CHARLESTON, W. Va. (WOWK) — Once again a drop in coal and natural gas severance taxes is the reason the state’s cash flow dropped substantially.
“The severance tax for the month of October, we collected about 8.2 million, and the estimate was 14.9. We were down compared to last year by 67.1 percent,” said Mark Muchow, West Virginia Deputy Revenue Secretary.
That made the state’s revenue drop by $3 million last month, and it’s a $33 million deficit so far this year. $100 million in budget cuts are being discussed, but nothing is final in this roller-coaster revenue picture.

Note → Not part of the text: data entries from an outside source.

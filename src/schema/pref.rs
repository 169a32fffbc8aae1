//! Preference descriptors.
//!
//! A [`Pref`] is the definition of one named, typed setting: its default,
//! display metadata and constraints. Descriptors are built with the `with_*`
//! methods and handed to a [`super::SchemaBuilder`]; registration stamps the
//! key and group key, after which the descriptor is read-only.

use serde_json::Value;

/// The value kind a preference coerces its input to.
#[derive(Debug, Clone, Copy, Default, PartialEq, Eq, Hash)]
pub enum ValueKind {
    Boolean,
    Integer,
    Float,
    String,
    /// A list of strings.
    List,
    /// Untyped: values pass through coercion unchanged.
    #[default]
    Any,
}

impl ValueKind {
    /// Parse from string, case-insensitive.
    pub fn parse(s: &str) -> Option<Self> {
        match s.to_lowercase().as_str() {
            "boolean" | "bool" => Some(ValueKind::Boolean),
            "integer" | "int" => Some(ValueKind::Integer),
            "float" | "number" => Some(ValueKind::Float),
            "string" | "str" => Some(ValueKind::String),
            "list" | "array" => Some(ValueKind::List),
            "any" => Some(ValueKind::Any),
            _ => None,
        }
    }

    /// Convert to string representation.
    pub fn as_str(&self) -> &'static str {
        match self {
            ValueKind::Boolean => "boolean",
            ValueKind::Integer => "integer",
            ValueKind::Float => "float",
            ValueKind::String => "string",
            ValueKind::List => "list",
            ValueKind::Any => "any",
        }
    }

    /// Whether `ge`/`le` bounds apply to values of this kind.
    pub fn is_numeric(&self) -> bool {
        matches!(self, ValueKind::Integer | ValueKind::Float)
    }
}

impl std::fmt::Display for ValueKind {
    fn fmt(&self, f: &mut std::fmt::Formatter<'_>) -> std::fmt::Result {
        write!(f, "{}", self.as_str())
    }
}

/// One allowed value of a choice preference, with its display label.
#[derive(Debug, Clone, PartialEq, Eq)]
pub struct Choice {
    pub value: String,
    pub label: String,
}

impl Choice {
    pub fn new(value: impl Into<String>, label: impl Into<String>) -> Self {
        Self {
            value: value.into(),
            label: label.into(),
        }
    }
}

impl<V: Into<String>, L: Into<String>> From<(V, L)> for Choice {
    fn from((value, label): (V, L)) -> Self {
        Choice::new(value, label)
    }
}

/// Descriptor for a single preference.
#[derive(Debug, Clone, PartialEq)]
pub struct Pref {
    kind: ValueKind,
    default: Value,
    label: String,
    help_text: String,
    required: bool,
    choices: Option<Vec<Choice>>,
    ge: Option<Value>,
    le: Option<Value>,
    max_length: Option<usize>,
    key: String,
    group_key: String,
}

impl Pref {
    /// Create a descriptor of the given kind with no default and no constraints.
    pub fn new(kind: ValueKind) -> Self {
        Self {
            kind,
            default: Value::Null,
            label: String::new(),
            help_text: String::new(),
            required: false,
            choices: None,
            ge: None,
            le: None,
            max_length: None,
            key: String::new(),
            group_key: String::new(),
        }
    }

    pub fn boolean() -> Self {
        Self::new(ValueKind::Boolean)
    }

    pub fn integer() -> Self {
        Self::new(ValueKind::Integer)
    }

    pub fn float() -> Self {
        Self::new(ValueKind::Float)
    }

    pub fn string() -> Self {
        Self::new(ValueKind::String)
    }

    pub fn list() -> Self {
        Self::new(ValueKind::List)
    }

    /// Set the default value (`null` when absent).
    pub fn with_default(mut self, default: impl Into<Value>) -> Self {
        self.default = default.into();
        self
    }

    pub fn with_label(mut self, label: impl Into<String>) -> Self {
        self.label = label.into();
        self
    }

    pub fn with_help_text(mut self, help_text: impl Into<String>) -> Self {
        self.help_text = help_text.into();
        self
    }

    /// Mark whether a resolved `null` is an error.
    pub fn with_required(mut self, required: bool) -> Self {
        self.required = required;
        self
    }

    /// Restrict values to the given `(value, label)` pairs, in order.
    pub fn with_choices<C, I>(mut self, choices: I) -> Self
    where
        C: Into<Choice>,
        I: IntoIterator<Item = C>,
    {
        self.choices = Some(choices.into_iter().map(Into::into).collect());
        self
    }

    /// Inclusive lower bound. Must be a number; checked at registration.
    pub fn with_ge(mut self, bound: impl Into<Value>) -> Self {
        self.ge = Some(bound.into());
        self
    }

    /// Inclusive upper bound. Must be a number; checked at registration.
    pub fn with_le(mut self, bound: impl Into<Value>) -> Self {
        self.le = Some(bound.into());
        self
    }

    pub fn with_max_length(mut self, max_length: usize) -> Self {
        self.max_length = Some(max_length);
        self
    }

    pub fn kind(&self) -> ValueKind {
        self.kind
    }

    pub fn default_value(&self) -> &Value {
        &self.default
    }

    pub fn label(&self) -> &str {
        &self.label
    }

    pub fn help_text(&self) -> &str {
        &self.help_text
    }

    pub fn is_required(&self) -> bool {
        self.required
    }

    pub fn choices(&self) -> Option<&[Choice]> {
        self.choices.as_deref()
    }

    pub fn ge(&self) -> Option<&Value> {
        self.ge.as_ref()
    }

    pub fn le(&self) -> Option<&Value> {
        self.le.as_ref()
    }

    pub fn max_length(&self) -> Option<usize> {
        self.max_length
    }

    /// The preference key. Empty until the descriptor is registered.
    pub fn key(&self) -> &str {
        &self.key
    }

    /// Key of the owning group. Empty until the descriptor is registered.
    pub fn group_key(&self) -> &str {
        &self.group_key
    }

    /// Type name reported to schema consumers.
    ///
    /// Choice preferences report `choice` (or `multi_choice` for lists);
    /// everything else maps its kind, with untyped preferences reported as `string`.
    pub fn type_name(&self) -> &'static str {
        if self.choices.as_ref().is_some_and(|c| !c.is_empty()) {
            if self.kind == ValueKind::List {
                return "multi_choice";
            }
            return "choice";
        }
        match self.kind {
            ValueKind::Boolean => "boolean",
            ValueKind::Integer => "integer",
            ValueKind::Float => "float",
            ValueKind::String => "string",
            ValueKind::List => "array",
            ValueKind::Any => "string",
        }
    }

    /// Whether a value is one of the declared choices.
    pub(crate) fn allows_choice(&self, value: &Value) -> bool {
        match (&self.choices, value) {
            (None, _) => true,
            (Some(choices), Value::String(s)) => choices.iter().any(|c| &c.value == s),
            (Some(_), _) => false,
        }
    }

    pub(crate) fn stamp(&mut self, key: &str, group_key: &str) {
        self.key = key.to_string();
        self.group_key = group_key.to_string();
    }

    pub(crate) fn set_default(&mut self, default: Value) {
        self.default = default;
    }
}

“We had revenue last year of almost $511 million more than we anticipated, and we spent it all. So, and here we are now, probably looking at very low growth moving forward because of that volatility. So that’s a concern. Some of that probably would have been better spent, put aside,” said Minority Chair of the Finance Committee Del. Mick Bates (D-Raleigh).
Because of the volatility of the energy economy, there are more calls to diversify the state’s up-and-down economy.
“We’re not in bad shape. But we’ve got to be able to get ourselves some manufacturing industry back to this state,” said Finance Committee Chairman State Sen. Craig Blair, (R-Berkely).
In addition to potential cuts this year, the Governor told department heads to trim their budget request for next year by nearly 5-percent.
We should get a better idea of the budget situation on Wednesday, January 8, 2020. That’s when the Legislature convenes for its annual session, and the Governor delivers his budget and state-of-the-state address, that evening.